Ofc. iterate over each dimension. Just thought there was (or should be) a more elegant solution - maybe with LINQ.
@TimPohlmann An array is a collection too. LINQ works fine with arrays.
See Deniss_E's answer for a LINQ solution. LINQ does not work on arrays, though, which makes it a bit tricky.
@Dennis_E linq doesn't work well directly with multi-dimensional arrays, as your own answer makes use of. I prefer one extreme or the other (all linq or no linq) myself, but all three answers produce the same results.
2

You will need to create a new array for each column and copy each value to it.
Either with a simple for-loop (like the other answers show) or with LINQ:

for (int i = 0; i < columns; i++)
{
    double[] column = Enumerable.Range(0, rows)
        .Select(row => values[row, i]).ToArray();
    doubleList.Add(column);
}

2 Comments

Or doubleList=Enumerable.Range(0,columns).Select(col=>Enumerable.Range(0,rows).Select(row=>values[row,col]).ToArray()).ToList(); if you really hate for loops.
Or even var doubleList = (from c in Enumerable.Range(0, columns) select (from r in Enumerable.Range(0, rows) select values[r, c]).ToArray()).ToList(); ;)
2

With the approach you were taking:

for(int i = 0; i != columns; ++i)
{
    var arr = new double[rows];
    for(var j = 0; j != rows; ++j)
        arr[j] = values[j, i];
    doubleList.Add(arr);
}

Build up the each array, per row, then add it.

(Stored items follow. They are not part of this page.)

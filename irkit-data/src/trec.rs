use std::io::{self, Write};

use ir_core::{Run, ScoredDocument};

use crate::types::{parse_field, Record, RunFormat};

/// TREC relevance judgments: `qid iter docid rel`.
///
/// Judgments get their rank from the read order, and negative relevance levels are
/// dropped.
#[derive(Debug, Clone, Copy, Default)]
pub struct TrecQrels;

impl RunFormat for TrecQrels {
    fn parse_line(&self, line: &str) -> Result<Record, String> {
        let pieces: Vec<&str> = line.split_whitespace().collect();
        if pieces.len() != 4 {
            return Err(format!("expected 4 fields, found {}", pieces.len()));
        }

        Ok(Record {
            system: None,
            query: pieces[0].to_string(),
            document: pieces[2].to_string(),
            score: parse_field(pieces[3], "relevance")?,
            rank: None,
        })
    }

    fn accepts(&self, _run_len: usize, record: &Record) -> bool {
        record.score >= 0.0
    }

    fn default_system(&self) -> &str {
        "Qrel"
    }

    fn write_result<W: Write>(
        &self,
        run: &Run,
        result: &ScoredDocument,
        writer: &mut W,
    ) -> io::Result<()> {
        writeln!(writer, "{} 0 {} {}", run.query(), result.document, result.score)
    }
}

/// TREC runs: `qid Q0 docid rank score tag`.
///
/// With `max_results` set, a result is kept only while the run is shorter than the
/// limit and its rank is within it.
#[derive(Debug, Clone, Copy, Default)]
pub struct TrecRun {
    /// Maximum number of results per run
    pub max_results: Option<usize>,
}

impl TrecRun {
    /// Creates a reader limited to `max_results` per run
    pub fn new(max_results: Option<usize>) -> Self {
        TrecRun { max_results }
    }
}

impl RunFormat for TrecRun {
    fn parse_line(&self, line: &str) -> Result<Record, String> {
        let pieces: Vec<&str> = line.split_whitespace().collect();
        if pieces.len() != 6 {
            return Err(format!("expected 6 fields, found {}", pieces.len()));
        }

        Ok(Record {
            system: Some(pieces[5].to_string()),
            query: pieces[0].to_string(),
            document: pieces[2].to_string(),
            score: parse_field(pieces[4], "score")?,
            rank: Some(parse_field(pieces[3], "rank")?),
        })
    }

    fn accepts(&self, run_len: usize, record: &Record) -> bool {
        match self.max_results {
            Some(max) => run_len < max && record.rank.map_or(true, |rank| rank <= max),
            None => true,
        }
    }

    fn write_limit(&self) -> Option<usize> {
        self.max_results
    }

    fn write_result<W: Write>(
        &self,
        run: &Run,
        result: &ScoredDocument,
        writer: &mut W,
    ) -> io::Result<()> {
        writeln!(
            writer,
            "{} Q0 {} {} {} {}",
            run.query(),
            result.document,
            result.rank,
            result.score,
            run.system()
        )
    }
}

Another approach would be:

var doubleList = Enumerable.Range(0, columns).Select(
  i => Enumerable.Range(0, rows).Select(
    j => values[j, i]).ToArray()
  ).ToList()

Which some would consider more expressive in defining what is taken (values[j, i] for a sequence of i inner sequence of j) and what is done with them (put each inner result into an array and the result of that into a list).